Tom Hanchett first addressed an SFA event in 2004, when we marked the 40th anniversary of the Civil Rights Act of 1964, and he spoke of activist and writer Harry Golden and his satirical “Vertical Negro Plan.” As historian at the Levine Museum of the New South, Tom has directed research and programming that reframed Charlotte as a multiethnic hub for the New South, a place rich with what he calls “Salad Bowl Suburbs.” Today, under the “History South” banner, he continues to frame narratives that inspire us.
And now, that taco: A few years back, while writing a magazine piece, Tom introduced me to Las Lupitas Carniceria and Tortilleria. Walking through the door, I spotted a length of chicharone that was as broad as a hog flank. Soon I was eating fried-to-order carnitas on fresh tortillas that smelled, intoxicatingly, of nixtamalized corn. That dish was so elemental. So evocative. So barbecue-in-a-new-dress beautiful. As our staff discussed where to stage our summer symposium, and I reacquainted myself with Las Lupitas on a research trip with Joe and Katy Kindred, I knew we had to claim Charlotte as our 2017 summer home.
El Sur Latino, our 2017 programming theme, afforded us the ideal prompt. More than any other major city in our region, Charlotte has been recently transformed by immigration. The foreign-born population of Charlotte nearly doubled between 2000 and 2010, according to the Brookings Institution. That is all to say: Charlotte is the place, and this is the time, to experience El Sur Latino.
One more thing: Our decision to bring the 2017 Summer Symposium to Charlotte was neither inspired by nor threatened by HB2, the so-called bathroom bill, or the recent move to delay future such bills to 2020. SFA does not engage in partisan politics. We do, however, support and celebrate our LGBTQ brothers and sisters. With vigor. Full stop.
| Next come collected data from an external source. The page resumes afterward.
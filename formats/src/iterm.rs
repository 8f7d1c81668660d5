//! iTerm2 color presets (`.itermcolors`, XML property list).
//!
//! Each color is a dictionary of floating point components rather than a hex
//! string, so the fields go through [`components`] instead of `Color`'s own
//! serde impls.

use facet::Facet;
use hueport_core as hueport;
use serde::{Deserialize, Serialize};

use crate::Color;
use crate::adapter::impl_adapter;

#[derive(Debug, Clone, Default, PartialEq, Facet, Serialize, Deserialize)]
#[serde(default)]
pub struct ItermScheme {
    #[serde(rename = "Ansi 0 Color", with = "components", skip_serializing_if = "Option::is_none")]
    #[facet(hueport::canonical = "ansi_colors.black")]
    pub ansi_0: Option<Color>,
    #[serde(rename = "Ansi 1 Color", with = "components", skip_serializing_if = "Option::is_none")]
    #[facet(hueport::canonical = "ansi_colors.red")]
    pub ansi_1: Option<Color>,
    #[serde(rename = "Ansi 2 Color", with = "components", skip_serializing_if = "Option::is_none")]
    #[facet(hueport::canonical = "ansi_colors.green")]
    pub ansi_2: Option<Color>,
    #[serde(rename = "Ansi 3 Color", with = "components", skip_serializing_if = "Option::is_none")]
    #[facet(hueport::canonical = "ansi_colors.yellow")]
    pub ansi_3: Option<Color>,
    #[serde(rename = "Ansi 4 Color", with = "components", skip_serializing_if = "Option::is_none")]
    #[facet(hueport::canonical = "ansi_colors.blue")]
    pub ansi_4: Option<Color>,
    #[serde(rename = "Ansi 5 Color", with = "components", skip_serializing_if = "Option::is_none")]
    #[facet(hueport::canonical = "ansi_colors.magenta")]
    pub ansi_5: Option<Color>,
    #[serde(rename = "Ansi 6 Color", with = "components", skip_serializing_if = "Option::is_none")]
    #[facet(hueport::canonical = "ansi_colors.cyan")]
    pub ansi_6: Option<Color>,
    #[serde(rename = "Ansi 7 Color", with = "components", skip_serializing_if = "Option::is_none")]
    #[facet(hueport::canonical = "ansi_colors.white")]
    pub ansi_7: Option<Color>,
    #[serde(rename = "Ansi 8 Color", with = "components", skip_serializing_if = "Option::is_none")]
    #[facet(hueport::canonical = "ansi_colors.bright_black")]
    pub ansi_8: Option<Color>,
    #[serde(rename = "Ansi 9 Color", with = "components", skip_serializing_if = "Option::is_none")]
    #[facet(hueport::canonical = "ansi_colors.bright_red")]
    pub ansi_9: Option<Color>,
    #[serde(rename = "Ansi 10 Color", with = "components", skip_serializing_if = "Option::is_none")]
    #[facet(hueport::canonical = "ansi_colors.bright_green")]
    pub ansi_10: Option<Color>,
    #[serde(rename = "Ansi 11 Color", with = "components", skip_serializing_if = "Option::is_none")]
    #[facet(hueport::canonical = "ansi_colors.bright_yellow")]
    pub ansi_11: Option<Color>,
    #[serde(rename = "Ansi 12 Color", with = "components", skip_serializing_if = "Option::is_none")]
    #[facet(hueport::canonical = "ansi_colors.bright_blue")]
    pub ansi_12: Option<Color>,
    #[serde(rename = "Ansi 13 Color", with = "components", skip_serializing_if = "Option::is_none")]
    #[facet(hueport::canonical = "ansi_colors.bright_magenta")]
    pub ansi_13: Option<Color>,
    #[serde(rename = "Ansi 14 Color", with = "components", skip_serializing_if = "Option::is_none")]
    #[facet(hueport::canonical = "ansi_colors.bright_cyan")]
    pub ansi_14: Option<Color>,
    #[serde(rename = "Ansi 15 Color", with = "components", skip_serializing_if = "Option::is_none")]
    #[facet(hueport::canonical = "ansi_colors.bright_white")]
    pub ansi_15: Option<Color>,
    #[serde(rename = "Background Color", with = "components", skip_serializing_if = "Option::is_none")]
    #[facet(hueport::canonical = "special_colors.background")]
    pub background: Option<Color>,
    #[serde(rename = "Foreground Color", with = "components", skip_serializing_if = "Option::is_none")]
    #[facet(hueport::canonical = "special_colors.foreground")]
    pub foreground: Option<Color>,
    #[serde(rename = "Bold Color", with = "components", skip_serializing_if = "Option::is_none")]
    #[facet(hueport::canonical = "special_colors.foreground_bright")]
    pub bold: Option<Color>,
    #[serde(rename = "Cursor Color", with = "components", skip_serializing_if = "Option::is_none")]
    #[facet(hueport::canonical = "special_colors.cursor")]
    pub cursor: Option<Color>,
    #[serde(rename = "Cursor Text Color", with = "components", skip_serializing_if = "Option::is_none")]
    #[facet(hueport::canonical = "special_colors.cursor_text")]
    pub cursor_text: Option<Color>,
    #[serde(rename = "Cursor Guide Color", with = "components", skip_serializing_if = "Option::is_none")]
    #[facet(hueport::canonical = "special_colors.find_match")]
    pub cursor_guide: Option<Color>,
    #[serde(rename = "Link Color", with = "components", skip_serializing_if = "Option::is_none")]
    #[facet(hueport::canonical = "special_colors.links")]
    pub link: Option<Color>,
    #[serde(rename = "Selected Text Color", with = "components", skip_serializing_if = "Option::is_none")]
    #[facet(hueport::canonical = "special_colors.selected_text")]
    pub selected_text: Option<Color>,
    #[serde(rename = "Selection Color", with = "components", skip_serializing_if = "Option::is_none")]
    #[facet(hueport::canonical = "special_colors.selection")]
    pub selection: Option<Color>,
}

impl_adapter!(ItermScheme, name: "iterm", aliases: ["itermcolors", "iterm2"], format: Plist);

/// Serde glue between `Option<Color>` and iTerm's component dictionaries.
mod components {
    use serde::{Deserialize, Deserializer, Serialize, Serializer};

    use crate::Color;

    const COLOR_SPACE: &str = "sRGB";

    #[derive(Debug, Serialize, Deserialize)]
    struct Components {
        #[serde(rename = "Alpha Component", default = "opaque")]
        alpha: f64,
        #[serde(rename = "Blue Component")]
        blue: f64,
        #[serde(rename = "Color Space", default, skip_serializing_if = "Option::is_none")]
        color_space: Option<String>,
        #[serde(rename = "Green Component")]
        green: f64,
        #[serde(rename = "Red Component")]
        red: f64,
    }

    // Presets written before iTerm2 3.x carry no alpha.
    fn opaque() -> f64 {
        1.0
    }

    pub fn serialize<S: Serializer>(color: &Option<Color>, serializer: S) -> Result<S::Ok, S::Error> {
        match color {
            Some(color) => serializer.serialize_some(&Components {
                alpha: color.alpha,
                blue: color.blue,
                color_space: Some(COLOR_SPACE.to_string()),
                green: color.green,
                red: color.red,
            }),
            None => serializer.serialize_none(),
        }
    }

    pub fn deserialize<'de, D: Deserializer<'de>>(deserializer: D) -> Result<Option<Color>, D::Error> {
        let components = Option::<Components>::deserialize(deserializer)?;
        Ok(components.map(|c| Color::new(c.red, c.green, c.blue, c.alpha)))
    }
}
//! The canonical scheme every adapter maps to and from.
//!
//! [`AbstractScheme`] is the only type adapters are coupled to. All of its
//! leaves are optional so that "not provided by the source format" survives
//! the trip through it and can be filled by [`FALLBACK_GROUPS`].

use facet::Facet;
use hueport_core::{Accessor, FallbackGroup};
use serde::{Deserialize, Serialize};

use crate::Color;

/// Descriptive metadata.
#[derive(Debug, Clone, Default, PartialEq, Facet, Serialize, Deserialize)]
#[serde(default)]
pub struct Meta {
    pub name: Option<String>,
    pub author: Option<String>,
    /// Free-form creation or publication date, as the source wrote it.
    pub date: Option<String>,
}

/// The sixteen ANSI terminal colors.
#[derive(Debug, Clone, Default, PartialEq, Facet, Serialize, Deserialize)]
#[serde(default)]
pub struct AnsiColors {
    pub black: Option<Color>,
    pub red: Option<Color>,
    pub green: Option<Color>,
    pub yellow: Option<Color>,
    pub blue: Option<Color>,
    pub magenta: Option<Color>,
    pub cyan: Option<Color>,
    pub white: Option<Color>,
    pub bright_black: Option<Color>,
    pub bright_red: Option<Color>,
    pub bright_green: Option<Color>,
    pub bright_yellow: Option<Color>,
    pub bright_blue: Option<Color>,
    pub bright_magenta: Option<Color>,
    pub bright_cyan: Option<Color>,
    pub bright_white: Option<Color>,
}

/// Colors with a role beyond the ANSI palette.
#[derive(Debug, Clone, Default, PartialEq, Facet, Serialize, Deserialize)]
#[serde(default)]
pub struct SpecialColors {
    pub foreground: Option<Color>,
    pub foreground_bright: Option<Color>,
    pub background: Option<Color>,
    pub cursor: Option<Color>,
    pub cursor_text: Option<Color>,
    pub selection: Option<Color>,
    pub selected_text: Option<Color>,
    pub links: Option<Color>,
    pub find_match: Option<Color>,
}

/// Core syntax highlighting.
#[derive(Debug, Clone, Default, PartialEq, Facet, Serialize, Deserialize)]
#[serde(default)]
pub struct BasicScope {
    pub comment: Option<Color>,
    pub keyword: Option<Color>,
    pub constant: Option<Color>,
    pub string: Option<Color>,
    pub number: Option<Color>,
    pub function: Option<Color>,
    pub variable: Option<Color>,
    pub operator: Option<Color>,
}

#[derive(Debug, Clone, Default, PartialEq, Facet, Serialize, Deserialize)]
#[serde(default)]
pub struct AdvancedScope {
    pub class: Option<Color>,
    pub type_name: Option<Color>,
    pub property: Option<Color>,
    pub attribute: Option<Color>,
    pub tag: Option<Color>,
    pub namespace: Option<Color>,
    pub parameter: Option<Color>,
    pub selector: Option<Color>,
}

/// Prose and markup documents.
#[derive(Debug, Clone, Default, PartialEq, Facet, Serialize, Deserialize)]
#[serde(default)]
pub struct MarkupScope {
    pub heading: Option<Color>,
    pub bold: Option<Color>,
    pub italic: Option<Color>,
    pub underline: Option<Color>,
    pub link: Option<Color>,
    pub quote: Option<Color>,
    pub list: Option<Color>,
    pub code_block: Option<Color>,
    pub raw_text: Option<Color>,
    pub template_tag: Option<Color>,
}

#[derive(Debug, Clone, Default, PartialEq, Facet, Serialize, Deserialize)]
#[serde(default)]
pub struct DiagnosticScope {
    pub invalid: Option<Color>,
    pub deprecated: Option<Color>,
}

/// Editor chrome around the text.
#[derive(Debug, Clone, Default, PartialEq, Facet, Serialize, Deserialize)]
#[serde(default)]
pub struct EditorScope {
    pub cursor: Option<Color>,
    pub cursor_line: Option<Color>,
    pub line_numbers: Option<Color>,
    pub highlight: Option<Color>,
}

#[derive(Debug, Clone, Default, PartialEq, Facet, Serialize, Deserialize)]
#[serde(default)]
pub struct MiscScope {
    pub meta: Option<Color>,
    pub annotation: Option<Color>,
    pub regex: Option<Color>,
    pub background: Option<Color>,
    pub foreground: Option<Color>,
}

/// Editor syntax colors, grouped by kind of token.
///
/// Terminal formats carry none of these; editor themes fill what they can.
#[derive(Debug, Clone, Default, PartialEq, Facet, Serialize, Deserialize)]
#[serde(default)]
pub struct ScopeColors {
    pub basic: BasicScope,
    pub advanced: AdvancedScope,
    pub markup: MarkupScope,
    pub diagnostics: DiagnosticScope,
    pub editor: EditorScope,
    pub misc: MiscScope,
}

/// Canonical intermediate scheme.
#[derive(Debug, Clone, Default, PartialEq, Facet, Serialize, Deserialize)]
#[serde(default)]
pub struct AbstractScheme {
    pub metadata: Meta,
    pub ansi_colors: AnsiColors,
    pub special_colors: SpecialColors,
    pub scope_colors: ScopeColors,
}

/// Builds a [`FallbackGroup`] over `AbstractScheme` color fields.
macro_rules! fallback_group {
    ($name:literal: $($section:ident . $field:ident),+ $(,)?) => {
        FallbackGroup::new($name, &[
            $({
                fn member(scheme: &mut AbstractScheme) -> &mut Option<Color> {
                    &mut scheme.$section.$field
                }
                member as Accessor<AbstractScheme, Color>
            }),+
        ])
    };
}

/// Groups of equivalent colors, evaluated in order.
pub static FALLBACK_GROUPS: &[FallbackGroup<AbstractScheme, Color>] = &[
    fallback_group!("background": special_colors.background, ansi_colors.black),
    fallback_group!("foreground": special_colors.foreground, ansi_colors.white),
    fallback_group!(
        "foreground_bright": special_colors.foreground_bright, ansi_colors.bright_white
    ),
    fallback_group!("black": ansi_colors.black, ansi_colors.bright_black),
    fallback_group!("red": ansi_colors.red, ansi_colors.bright_red),
    fallback_group!("green": ansi_colors.green, ansi_colors.bright_green),
    fallback_group!("yellow": ansi_colors.yellow, ansi_colors.bright_yellow),
    fallback_group!("blue": ansi_colors.blue, ansi_colors.bright_blue),
    fallback_group!("magenta": ansi_colors.magenta, ansi_colors.bright_magenta),
    fallback_group!("cyan": ansi_colors.cyan, ansi_colors.bright_cyan),
    fallback_group!("white": ansi_colors.white, ansi_colors.bright_white),
];

/// Names of all fallback groups in evaluation order.
pub fn fallback_group_names() -> impl Iterator<Item = &'static str> {
    FALLBACK_GROUPS.iter().map(|group| group.name)
}
//! The two-phase conversion pipeline.
//!
//! Text is parsed by the reader adapter, mapped into a fresh
//! [`AbstractScheme`], gap-filled from the fallback groups, mapped out into the
//! writer adapter and rendered. Fields that cannot be carried across are
//! logged and collected in the [`ConversionReport`]; they never fail the run.
//!
//! Only color and text leaves count as lost. A struct that has no
//! counterpart of its own (Alacritty's `colors` table, say) is logged but
//! not collected, since its leaves are judged one by one.

use facet::{Peek, Poke};
use hueport_core::reflect::{self, Node};
use hueport_core::{FieldPath, GroupFill, MapSummary, fill_fallbacks, map_from, map_into, traverse};
use tracing::{debug, info, warn};

use crate::adapter::Adapter;
use crate::config::ConvertConfig;
use crate::error::Result;
use crate::report::ConversionReport;
use crate::scheme::{AbstractScheme, FALLBACK_GROUPS};

/// Rendered output and its report.
#[derive(Debug, Clone)]
pub struct Conversion {
    pub output: String,
    pub report: ConversionReport,
}

/// A scheme lifted into canonical form.
#[derive(Debug, Clone)]
pub struct Canonical {
    pub scheme: AbstractScheme,
    /// Source leaves with no canonical counterpart.
    pub dropped_source: Vec<FieldPath>,
    /// Canonical fields no source field maps to.
    pub unfilled: Vec<FieldPath>,
    pub fallback_fills: Vec<GroupFill>,
}

/// Parses `input` with `reader` and maps it into an [`AbstractScheme`],
/// filling fallback groups unless disabled.
pub fn to_abstract(input: &str, reader: &mut dyn Adapter, config: &ConvertConfig) -> Result<Canonical> {
    config.validate()?;
    reader.parse(input)?;
    let format = reader.name();

    let mut scheme = AbstractScheme::default();
    let mut dropped_source = Vec::new();
    let summary = map_into(
        reader.peek(),
        Poke::new(&mut scheme),
        |path, value| {
            debug!(format, path = %path, "source field has no canonical counterpart");
            if is_leaf(value) {
                dropped_source.push(path.clone());
            }
        },
        |path, _| debug!(format, path = %path, "canonical field not provided"),
        &config.tag_key,
    )?;

    let fallback_fills = if config.fill_fallbacks {
        let enabled = FALLBACK_GROUPS
            .iter()
            .filter(|group| config.is_fallback_enabled(group.name));
        fill_fallbacks(&mut scheme, enabled)
    } else {
        Vec::new()
    };

    Ok(Canonical {
        scheme,
        dropped_source,
        unfilled: summary.unused_destination,
        fallback_fills,
    })
}

/// Maps a canonical scheme into `writer`.
///
/// The summary's `unused_destination` holds destination leaves only.
pub fn from_abstract(
    scheme: &AbstractScheme,
    writer: &mut dyn Adapter,
    config: &ConvertConfig,
) -> Result<MapSummary> {
    let format = writer.name();
    let warn_unmapped = config.warn_unmapped;
    let mut unmapped = Vec::new();
    let mut summary = map_from(
        Peek::new(scheme),
        writer.poke(),
        |path, _| debug!(format, path = %path, "canonical field unused by destination"),
        |path, value| {
            if !is_leaf(value) {
                debug!(format, path = %path, "destination table has no canonical counterpart");
                return;
            }
            if warn_unmapped {
                warn!(format, path = %path, "destination field left unmapped");
            } else {
                debug!(format, path = %path, "destination field left unmapped");
            }
            unmapped.push(path.clone());
        },
        &config.tag_key,
    )?;
    summary.unused_destination = unmapped;
    Ok(summary)
}

/// Converts `input` from the reader's format to the writer's.
///
/// # Examples
///
/// ```
/// use hueport_formats::{ConvertConfig, Registry, convert};
///
/// let registry = Registry::builtin();
/// let mut reader = registry.create("gogh").unwrap();
/// let mut writer = registry.create("wt").unwrap();
///
/// let input = "name: Dracula\ncolor_01: '#282a36'\nforeground: '#f8f8f2'\n";
/// let conversion = convert(input, reader.as_mut(), writer.as_mut(), &ConvertConfig::default())
///     .unwrap();
///
/// assert!(conversion.output.contains("\"name\": \"Dracula\""));
/// // `background` was filled from ANSI black.
/// assert!(conversion.output.contains("\"background\": \"#282a36\""));
/// assert!(conversion.report.filled_count() > 0);
/// ```
pub fn convert(
    input: &str,
    reader: &mut dyn Adapter,
    writer: &mut dyn Adapter,
    config: &ConvertConfig,
) -> Result<Conversion> {
    info!(from = reader.name(), to = writer.name(), "converting scheme");

    let canonical = to_abstract(input, reader, config)?;
    let summary = from_abstract(&canonical.scheme, writer, config)?;
    let output = writer.render()?;

    let mut report = ConversionReport::new(reader.name(), writer.name());
    report.dropped_source = dotted(&canonical.dropped_source);
    report.unused_canonical = dotted(&summary.unused_source);
    report.unmapped_destination = dotted(&summary.unused_destination);
    report.absent_destination = absent_leaves(writer.peek());
    report.fallback_fills = canonical.fallback_fills.into_iter().map(Into::into).collect();

    info!(
        dropped = report.dropped_source.len(),
        unmapped = report.unmapped_destination.len(),
        filled = report.filled_count(),
        "conversion finished"
    );
    Ok(Conversion { output, report })
}

fn dotted(paths: &[FieldPath]) -> Vec<String> {
    paths.iter().map(ToString::to_string).collect()
}

fn is_leaf(value: Peek<'_, '_>) -> bool {
    matches!(reflect::node(value), Node::Leaf)
}

fn absent_leaves(root: Peek<'_, '_>) -> Vec<String> {
    let mut absent = Vec::new();
    traverse(root, |path, _, value| {
        if is_leaf(value) && !reflect::is_present(value) {
            absent.push(path.to_string());
        }
        true
    });
    absent
}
Here in Mississippi, our state government leaders are fighting to enact complementary legislation, couched as a religious freedom bill. In this political season, we recognize that North Carolina and Mississippi are not exceptional. They are, too often, the rule. At SFA, our rule is to set a welcome table where all may consider our history and our future in a spirit of respect and reconciliation.
Please join us, when we set that table in Charlotte, June 22-24.